◆ Goal of the exercise ◆
I need the records below retyped exactly.

◆ Entries shown ◆
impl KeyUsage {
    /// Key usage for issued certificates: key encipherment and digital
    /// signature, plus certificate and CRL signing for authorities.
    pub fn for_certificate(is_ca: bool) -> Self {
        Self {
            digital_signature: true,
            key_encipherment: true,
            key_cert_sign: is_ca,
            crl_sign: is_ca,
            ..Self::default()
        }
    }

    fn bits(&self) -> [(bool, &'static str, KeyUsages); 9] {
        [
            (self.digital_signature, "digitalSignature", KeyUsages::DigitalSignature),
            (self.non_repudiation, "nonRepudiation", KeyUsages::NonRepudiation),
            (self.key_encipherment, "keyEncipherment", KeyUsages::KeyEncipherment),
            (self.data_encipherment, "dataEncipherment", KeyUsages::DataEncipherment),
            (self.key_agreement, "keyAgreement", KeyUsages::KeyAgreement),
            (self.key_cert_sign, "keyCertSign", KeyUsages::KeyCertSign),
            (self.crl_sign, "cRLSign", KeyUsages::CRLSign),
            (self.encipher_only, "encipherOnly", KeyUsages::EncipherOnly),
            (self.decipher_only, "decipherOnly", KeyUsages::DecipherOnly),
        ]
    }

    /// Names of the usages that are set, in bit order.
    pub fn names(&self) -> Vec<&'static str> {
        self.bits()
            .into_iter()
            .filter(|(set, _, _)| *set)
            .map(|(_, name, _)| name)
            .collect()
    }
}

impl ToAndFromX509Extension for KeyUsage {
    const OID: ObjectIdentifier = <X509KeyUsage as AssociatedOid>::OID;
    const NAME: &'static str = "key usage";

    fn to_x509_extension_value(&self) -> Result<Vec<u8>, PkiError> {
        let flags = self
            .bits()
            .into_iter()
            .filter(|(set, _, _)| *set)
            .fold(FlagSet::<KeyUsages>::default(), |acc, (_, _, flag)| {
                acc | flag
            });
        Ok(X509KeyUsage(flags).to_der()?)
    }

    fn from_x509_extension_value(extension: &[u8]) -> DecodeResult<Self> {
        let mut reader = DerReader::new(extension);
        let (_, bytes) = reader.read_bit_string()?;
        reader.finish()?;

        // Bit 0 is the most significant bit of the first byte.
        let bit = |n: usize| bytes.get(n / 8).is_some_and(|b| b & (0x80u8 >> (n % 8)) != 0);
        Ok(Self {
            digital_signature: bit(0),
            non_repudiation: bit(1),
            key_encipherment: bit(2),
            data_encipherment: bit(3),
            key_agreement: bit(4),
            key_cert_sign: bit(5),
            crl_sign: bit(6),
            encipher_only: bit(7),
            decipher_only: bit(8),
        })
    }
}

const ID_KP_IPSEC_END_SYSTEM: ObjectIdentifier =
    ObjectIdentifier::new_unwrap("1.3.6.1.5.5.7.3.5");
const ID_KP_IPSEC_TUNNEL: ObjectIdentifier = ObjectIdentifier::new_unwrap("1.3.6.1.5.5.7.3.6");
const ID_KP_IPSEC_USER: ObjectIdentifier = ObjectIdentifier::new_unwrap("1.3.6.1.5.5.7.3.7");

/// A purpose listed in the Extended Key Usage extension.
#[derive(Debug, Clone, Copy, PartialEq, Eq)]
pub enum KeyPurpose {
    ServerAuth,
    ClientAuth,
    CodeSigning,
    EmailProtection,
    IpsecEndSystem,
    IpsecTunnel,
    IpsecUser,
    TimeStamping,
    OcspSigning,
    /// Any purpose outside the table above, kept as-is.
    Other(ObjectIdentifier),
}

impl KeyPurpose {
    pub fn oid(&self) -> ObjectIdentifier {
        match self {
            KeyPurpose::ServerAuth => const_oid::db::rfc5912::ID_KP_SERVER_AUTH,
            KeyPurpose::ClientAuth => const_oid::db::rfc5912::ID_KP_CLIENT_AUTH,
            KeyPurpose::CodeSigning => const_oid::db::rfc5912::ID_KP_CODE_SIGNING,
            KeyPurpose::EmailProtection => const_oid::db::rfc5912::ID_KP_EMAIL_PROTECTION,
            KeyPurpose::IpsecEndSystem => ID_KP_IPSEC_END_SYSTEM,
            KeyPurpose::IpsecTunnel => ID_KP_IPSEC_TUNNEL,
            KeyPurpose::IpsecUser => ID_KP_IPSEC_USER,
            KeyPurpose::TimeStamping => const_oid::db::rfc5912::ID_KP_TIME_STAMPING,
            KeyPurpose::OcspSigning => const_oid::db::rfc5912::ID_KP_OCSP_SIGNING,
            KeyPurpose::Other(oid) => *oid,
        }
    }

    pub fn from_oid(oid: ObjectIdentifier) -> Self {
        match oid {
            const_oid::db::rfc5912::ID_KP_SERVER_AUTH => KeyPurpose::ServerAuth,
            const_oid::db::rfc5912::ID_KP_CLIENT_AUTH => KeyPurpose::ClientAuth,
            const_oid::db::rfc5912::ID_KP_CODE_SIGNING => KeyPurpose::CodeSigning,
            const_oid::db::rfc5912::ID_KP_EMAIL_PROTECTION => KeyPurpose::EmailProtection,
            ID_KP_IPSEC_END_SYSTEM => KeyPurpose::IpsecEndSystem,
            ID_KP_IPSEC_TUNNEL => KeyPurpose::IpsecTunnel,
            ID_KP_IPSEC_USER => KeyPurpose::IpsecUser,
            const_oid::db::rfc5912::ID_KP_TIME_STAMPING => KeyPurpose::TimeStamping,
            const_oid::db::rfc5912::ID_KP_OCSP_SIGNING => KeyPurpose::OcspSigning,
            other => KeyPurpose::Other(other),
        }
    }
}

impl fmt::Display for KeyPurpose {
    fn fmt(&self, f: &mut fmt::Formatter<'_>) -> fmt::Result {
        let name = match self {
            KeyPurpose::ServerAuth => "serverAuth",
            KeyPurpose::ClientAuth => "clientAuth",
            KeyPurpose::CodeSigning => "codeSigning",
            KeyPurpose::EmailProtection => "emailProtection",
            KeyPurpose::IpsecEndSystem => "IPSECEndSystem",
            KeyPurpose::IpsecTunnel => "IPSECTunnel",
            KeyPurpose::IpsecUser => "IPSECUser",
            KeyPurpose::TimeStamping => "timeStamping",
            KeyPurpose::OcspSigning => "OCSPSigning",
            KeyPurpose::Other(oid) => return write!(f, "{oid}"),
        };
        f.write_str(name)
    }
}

◆ Exercise response ◆
impl KeyUsage {
    /// Key usage for issued certificates: key encipherment and digital
    /// signature, plus certificate and CRL signing for authorities.
    pub fn for_certificate(is_ca: bool) -> Self {
        Self {
            digital_signature: true,
            key_encipherment: true,
            key_cert_sign: is_ca,
            crl_sign: is_ca,
            ..Self::default()
        }
    }

    fn bits(&self) -> [(bool, &'static str, KeyUsages); 9] {
        [
            (self.digital_signature, "digitalSignature", KeyUsages::DigitalSignature),
            (self.non_repudiation, "nonRepudiation", KeyUsages::NonRepudiation),
            (self.key_encipherment, "keyEncipherment", KeyUsages::KeyEncipherment),
            (self.data_encipherment, "dataEncipherment", KeyUsages::DataEncipherment),
            (self.key_agreement, "keyAgreement", KeyUsages::KeyAgreement),
            (self.key_cert_sign, "keyCertSign", KeyUsages::KeyCertSign),
            (self.crl_sign, "cRLSign", KeyUsages::CRLSign),
            (self.encipher_only, "encipherOnly", KeyUsages::EncipherOnly),
            (self.decipher_only, "decipherOnly", KeyUsages::DecipherOnly),
        ]
    }

    /// Names of the usages that are set, in bit order.
    pub fn names(&self) -> Vec<&'static str> {
        self.bits()
            .into_iter()
            .filter(|(set, _, _)| *set)
            .map(|(_, name, _)| name)
            .collect()
    }
}

impl ToAndFromX509Extension for KeyUsage {
    const OID: ObjectIdentifier = <X509KeyUsage as AssociatedOid>::OID;
    const NAME: &'static str = "key usage";

    fn to_x509_extension_value(&self) -> Result<Vec<u8>, PkiError> {
        let flags = self
            .bits()
            .into_iter()
            .filter(|(set, _, _)| *set)
            .fold(FlagSet::<KeyUsages>::default(), |acc, (_, _, flag)| {
                acc | flag
            });
        Ok(X509KeyUsage(flags).to_der()?)
    }

    fn from_x509_extension_value(extension: &[u8]) -> DecodeResult<Self> {
        let mut reader = DerReader::new(extension);
        let (_, bytes) = reader.read_bit_string()?;
        reader.finish()?;

        // Bit 0 is the most significant bit of the first byte.
        let bit = |n: usize| bytes.get(n / 8).is_some_and(|b| b & (0x80u8 >> (n % 8)) != 0);
        Ok(Self {
            digital_signature: bit(0),
            non_repudiation: bit(1),
            key_encipherment: bit(2),
            data_encipherment: bit(3),
            key_agreement: bit(4),
            key_cert_sign: bit(5),
            crl_sign: bit(6),
            encipher_only: bit(7),
            decipher_only: bit(8),
        })
    }
}

const ID_KP_IPSEC_END_SYSTEM: ObjectIdentifier =
    ObjectIdentifier::new_unwrap("1.3.6.1.5.5.7.3.5");
const ID_KP_IPSEC_TUNNEL: ObjectIdentifier = ObjectIdentifier::new_unwrap("1.3.6.1.5.5.7.3.6");
const ID_KP_IPSEC_USER: ObjectIdentifier = ObjectIdentifier::new_unwrap("1.3.6.1.5.5.7.3.7");

/// A purpose listed in the Extended Key Usage extension.
#[derive(Debug, Clone, Copy, PartialEq, Eq)]
pub enum KeyPurpose {
    ServerAuth,
    ClientAuth,
    CodeSigning,
    EmailProtection,
    IpsecEndSystem,
    IpsecTunnel,
    IpsecUser,
    TimeStamping,
    OcspSigning,
    /// Any purpose outside the table above, kept as-is.
    Other(ObjectIdentifier),
}

impl KeyPurpose {
    pub fn oid(&self) -> ObjectIdentifier {
        match self {
            KeyPurpose::ServerAuth => const_oid::db::rfc5912::ID_KP_SERVER_AUTH,
            KeyPurpose::ClientAuth => const_oid::db::rfc5912::ID_KP_CLIENT_AUTH,
            KeyPurpose::CodeSigning => const_oid::db::rfc5912::ID_KP_CODE_SIGNING,
            KeyPurpose::EmailProtection => const_oid::db::rfc5912::ID_KP_EMAIL_PROTECTION,
            KeyPurpose::IpsecEndSystem => ID_KP_IPSEC_END_SYSTEM,
            KeyPurpose::IpsecTunnel => ID_KP_IPSEC_TUNNEL,
            KeyPurpose::IpsecUser => ID_KP_IPSEC_USER,
            KeyPurpose::TimeStamping => const_oid::db::rfc5912::ID_KP_TIME_STAMPING,
            KeyPurpose::OcspSigning => const_oid::db::rfc5912::ID_KP_OCSP_SIGNING,
            KeyPurpose::Other(oid) => *oid,
        }
    }

    pub fn from_oid(oid: ObjectIdentifier) -> Self {
        match oid {
            const_oid::db::rfc5912::ID_KP_SERVER_AUTH => KeyPurpose::ServerAuth,
            const_oid::db::rfc5912::ID_KP_CLIENT_AUTH => KeyPurpose::ClientAuth,
            const_oid::db::rfc5912::ID_KP_CODE_SIGNING => KeyPurpose::CodeSigning,
            const_oid::db::rfc5912::ID_KP_EMAIL_PROTECTION => KeyPurpose::EmailProtection,
            ID_KP_IPSEC_END_SYSTEM => KeyPurpose::IpsecEndSystem,
            ID_KP_IPSEC_TUNNEL => KeyPurpose::IpsecTunnel,
            ID_KP_IPSEC_USER => KeyPurpose::IpsecUser,
            const_oid::db::rfc5912::ID_KP_TIME_STAMPING => KeyPurpose::TimeStamping,
            const_oid::db::rfc5912::ID_KP_OCSP_SIGNING => KeyPurpose::OcspSigning,
            other => KeyPurpose::Other(other),
        }
    }
}

impl fmt::Display for KeyPurpose {
    fn fmt(&self, f: &mut fmt::Formatter<'_>) -> fmt::Result {
        let name = match self {
            KeyPurpose::ServerAuth => "serverAuth",
            KeyPurpose::ClientAuth => "clientAuth",
            KeyPurpose::CodeSigning => "codeSigning",
            KeyPurpose::EmailProtection => "emailProtection",
            KeyPurpose::IpsecEndSystem => "IPSECEndSystem",
            KeyPurpose::IpsecTunnel => "IPSECTunnel",
            KeyPurpose::IpsecUser => "IPSECUser",
            KeyPurpose::TimeStamping => "timeStamping",
            KeyPurpose::OcspSigning => "OCSPSigning",
            KeyPurpose::Other(oid) => return write!(f, "{oid}"),
        };
        f.write_str(name)
    }
}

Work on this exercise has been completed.